News & Insights

How overstating expenses could lead to licence suspension

On 12 October 2016, the SFC suspended the licence of a responsible officer (RO) for one year (SFC enforcement news available here). The RO overstated his team entertainment expenses by an amount of $3,430 by fraudulently presenting three false entertainment claim forms to his then employer.

On 10 November 2015, the RO was convicted of three counts of fraud under the Theft Ordinance. The Independent Commission Against Corruption (ICAC) referred the case to the SFC.

The SFC considers that the RO’s fraud conviction has called into question his fitness and properness to remain licensed. Licensed persons are not only required to be fit and proper before the licence is granted but they must also remain so on an ongoing basis in accordance with the Fit and Proper Guidelines (available here).
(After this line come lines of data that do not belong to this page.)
////////////////////////////////////////////////////////////////////////////////
// This file is part of "Ad Astra", an embeddable scripting programming       //
// language platform.                                                         //
//                                                                            //
// This work is proprietary software with source-available code.              //
//                                                                            //
// To copy, use, distribute, or contribute to this work, you must agree to    //
// the terms of the General License Agreement:                                //
//                                                                            //
// https://github.com/Eliah-Lakhin/ad-astra/blob/master/EULA.md               //
//                                                                            //
// The agreement grants a Basic Commercial License, allowing you to use       //
// this work in non-commercial and limited commercial products with a total   //
// gross revenue cap. To remove this commercial limit for one of your         //
// products, you must acquire a Full Commercial License.                      //
//                                                                            //
// If you contribute to the source code, documentation, or related materials, //
// you must grant me an exclusive license to these contributions.             //
// Contributions are governed by the "Contributions" section of the General   //
// License Agreement.                                                         //
//                                                                            //
// Copying the work in parts is strictly forbidden, except as permitted       //
// under the General License Agreement.                                       //
//                                                                            //
// If you do not or cannot agree to the terms of this Agreement,              //
// do not use this work.                                                      //
//                                                                            //
// This work is provided "as is", without any warranties, express or implied, //
// except where such disclaimers are legally invalid.                         //
//                                                                            //
// Copyright (c) 2024 Ilya Lakhin (Илья Александрович Лахин).                 //
// All rights reserved.                                                       //
////////////////////////////////////////////////////////////////////////////////

use crate::{
    refl::Refl,
    runtime::{
        find_method,
        methods,
        override_access_or_fail,
        param_types,
        raise,
        FromValue,
        Method,
        MethodQuery,
        RuntimeResult,
        Value,
    },
};

impl Refl {
    /// Finds a method matching the query and overrides its visibility.
    ///
    /// Unlike [invoke_with](Self::invoke_with), the query's parameter list is
    /// used as is: if it is not set, a method of any arity may match.
    #[inline]
    pub fn method(&self, query: &MethodQuery<'_>) -> RuntimeResult<&'static Method> {
        let method = find_method(self.target_type("method lookup")?, query)?;

        override_access_or_fail(method)
    }

    /// Invokes a method by name, selected by the runtime types of the
    /// arguments.
    ///
    /// [Null](Value::Null) arguments match any parameter type. Instance
    /// methods require the handle to wrap a value. Returns
    /// [Null](Value::Null) for methods returning `void`.
    #[inline]
    pub fn invoke(&self, name: &str, arguments: Vec<Value>) -> RuntimeResult<Value> {
        self.invoke_with(MethodQuery::named(name), arguments)
    }

    /// Invokes a method matching the query.
    ///
    /// If the query has no parameter list, the list is derived from the
    /// runtime types of the arguments.
    pub fn invoke_with(
        &self,
        mut query: MethodQuery<'_>,
        arguments: Vec<Value>,
    ) -> RuntimeResult<Value> {
        if query.params.is_none() {
            query.params = Some(param_types(&arguments));
        }

        self.invoke_method(self.method(&query)?, arguments)
    }

    /// Invokes a method by name and converts the result into a Rust value.
    #[inline]
    pub fn invoke_as<T: FromValue>(&self, name: &str, arguments: Vec<Value>) -> RuntimeResult<T> {
        self.invoke(name, arguments)?.take()
    }

    /// Invokes a method by name and wraps the result into a new handle.
    #[inline]
    pub fn invoke_refl(&self, name: &str, arguments: Vec<Value>) -> RuntimeResult<Refl> {
        Ok(Refl::new(self.invoke(name, arguments)?))
    }

    #[inline]
    pub fn invoke_refl_with(
        &self,
        query: MethodQuery<'_>,
        arguments: Vec<Value>,
    ) -> RuntimeResult<Refl> {
        Ok(Refl::new(self.invoke_with(query, arguments)?))
    }

    /// Invokes a method by name, discards the result, and returns this
    /// handle.
    #[inline]
    pub fn call(&self, name: &str, arguments: Vec<Value>) -> RuntimeResult<&Self> {
        let _ = self.invoke(name, arguments)?;

        Ok(self)
    }

    #[inline]
    pub fn call_with(&self, query: MethodQuery<'_>, arguments: Vec<Value>) -> RuntimeResult<&Self> {
        let _ = self.invoke_with(query, arguments)?;

        Ok(self)
    }

    /// Invokes the method on the wrapped value, or without a receiver if the
    /// method is static.
    ///
    /// Instance methods are dispatched to the most derived override available
    /// for the wrapped value's class.
    pub fn invoke_method(&self, method: &'static Method, arguments: Vec<Value>) -> RuntimeResult<Value> {
        let method = override_access_or_fail(method)?;

        match method.invoke(self.receiver(), arguments) {
            Ok(value) => Ok(value),
            Err(error) => raise(error),
        }
    }

    /// Lists the distinct methods of the handle's type, of its superclasses,
    /// and of the interfaces they directly implement.
    #[inline]
    pub fn methods(&self) -> RuntimeResult<Vec<&'static Method>> {
        Ok(methods(self.target_type("method listing")?))
    }

    #[inline]
    pub fn static_methods(&self) -> RuntimeResult<Vec<&'static Method>> {
        self.methods_where(Method::is_static)
    }

    #[inline]
    pub fn instance_methods(&self) -> RuntimeResult<Vec<&'static Method>> {
        self.methods_where(|method| !method.is_static())
    }

    pub fn methods_where(
        &self,
        predicate: impl Fn(&Method) -> bool,
    ) -> RuntimeResult<Vec<&'static Method>> {
        let mut methods = self.methods()?;

        methods.retain(|method| predicate(method));

        Ok(methods)
    }
}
Under the Guidelines, the following are relevant to a person’s reputation, character, reliability and financial integrity (7.1.1(a)(i) of the Guidelines):

  • offences relating to fraud, dishonesty or misfeasance
  • relevant criminal conviction (or unresolved charges)
  • censorship by a professional body
  • disqualification by a court from being a director
  • failure to comply with the SFC codes and guidelines or having been found culpable of market misconduct by the Market Misconduct Tribunal

Also, if there is evidence that calls into question a person’s ability to carry on the regulated activity competently, honestly and fairly (6.1.1 of the Guidelines), the SFC is likely to query whether the person is fit and proper to be licensed.

In addition, following paragraph 9 of the ICAC Sample Code of Conduct, licensed persons should ensure that all receipts (and other records) they submit to their employer or other parties (e.g. SFC, external legal counsel) in connection with their employer’s business give a true representation of the facts or events. Intentional use of documents containing false information to mislead the employer, whether for gain or not, may constitute an offence under section 9(3) of the Prevention of Bribery Ordinance.